**ASSIGNED TASK:**
For the entries below, count the lines that contain the word "Some" and reply with that number only.

**EXERCISE DATA:**

************

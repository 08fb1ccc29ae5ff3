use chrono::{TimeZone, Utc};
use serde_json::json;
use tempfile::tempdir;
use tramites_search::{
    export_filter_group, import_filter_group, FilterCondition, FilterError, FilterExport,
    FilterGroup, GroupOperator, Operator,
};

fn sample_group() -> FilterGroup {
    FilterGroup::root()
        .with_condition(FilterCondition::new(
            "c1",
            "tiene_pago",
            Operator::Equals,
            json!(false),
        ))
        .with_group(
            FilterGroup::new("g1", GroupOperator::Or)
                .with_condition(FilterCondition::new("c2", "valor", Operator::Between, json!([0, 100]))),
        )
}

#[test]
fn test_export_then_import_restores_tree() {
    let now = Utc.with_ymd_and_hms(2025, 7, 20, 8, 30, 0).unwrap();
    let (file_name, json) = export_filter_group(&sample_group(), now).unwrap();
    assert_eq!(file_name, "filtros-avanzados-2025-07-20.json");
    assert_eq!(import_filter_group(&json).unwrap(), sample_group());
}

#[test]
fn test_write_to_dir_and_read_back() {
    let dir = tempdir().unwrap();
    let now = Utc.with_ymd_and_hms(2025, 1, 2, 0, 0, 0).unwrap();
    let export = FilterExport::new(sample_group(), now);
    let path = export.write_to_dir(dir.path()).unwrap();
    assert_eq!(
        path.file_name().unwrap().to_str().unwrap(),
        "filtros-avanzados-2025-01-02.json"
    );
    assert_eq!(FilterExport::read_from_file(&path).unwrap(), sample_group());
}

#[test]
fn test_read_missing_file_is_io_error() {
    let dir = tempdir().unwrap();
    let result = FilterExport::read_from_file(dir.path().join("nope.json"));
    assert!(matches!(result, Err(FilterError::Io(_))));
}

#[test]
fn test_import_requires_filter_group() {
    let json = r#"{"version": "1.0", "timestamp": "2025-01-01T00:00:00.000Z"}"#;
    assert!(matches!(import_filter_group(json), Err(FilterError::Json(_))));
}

************

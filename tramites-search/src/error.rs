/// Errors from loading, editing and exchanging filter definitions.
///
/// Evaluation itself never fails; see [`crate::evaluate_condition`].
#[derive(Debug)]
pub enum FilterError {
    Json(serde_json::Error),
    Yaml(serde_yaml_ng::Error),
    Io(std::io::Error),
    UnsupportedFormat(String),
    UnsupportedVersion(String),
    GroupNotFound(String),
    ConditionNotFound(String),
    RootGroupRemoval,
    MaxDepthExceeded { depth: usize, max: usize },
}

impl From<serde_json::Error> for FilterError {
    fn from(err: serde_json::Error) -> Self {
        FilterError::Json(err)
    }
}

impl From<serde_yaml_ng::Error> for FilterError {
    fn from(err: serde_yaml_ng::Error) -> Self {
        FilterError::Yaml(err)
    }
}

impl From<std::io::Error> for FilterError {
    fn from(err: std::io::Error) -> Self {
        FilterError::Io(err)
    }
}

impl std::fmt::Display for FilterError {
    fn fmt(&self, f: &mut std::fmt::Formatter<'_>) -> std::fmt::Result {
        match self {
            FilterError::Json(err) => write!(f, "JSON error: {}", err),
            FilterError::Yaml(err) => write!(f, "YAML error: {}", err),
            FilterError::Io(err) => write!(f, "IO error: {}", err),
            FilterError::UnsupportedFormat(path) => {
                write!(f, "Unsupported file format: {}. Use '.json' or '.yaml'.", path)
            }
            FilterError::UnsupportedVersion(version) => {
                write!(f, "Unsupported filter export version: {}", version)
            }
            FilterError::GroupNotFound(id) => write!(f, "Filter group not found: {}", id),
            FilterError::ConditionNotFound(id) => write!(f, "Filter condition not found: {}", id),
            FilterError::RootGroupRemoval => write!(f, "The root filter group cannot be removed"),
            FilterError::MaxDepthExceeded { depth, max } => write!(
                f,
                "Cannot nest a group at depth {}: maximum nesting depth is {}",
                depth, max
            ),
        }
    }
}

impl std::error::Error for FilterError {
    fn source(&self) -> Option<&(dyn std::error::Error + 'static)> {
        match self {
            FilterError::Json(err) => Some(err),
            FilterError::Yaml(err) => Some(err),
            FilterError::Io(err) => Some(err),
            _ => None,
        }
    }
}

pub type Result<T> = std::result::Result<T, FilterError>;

************

**WRITTEN SOLUTION:**
3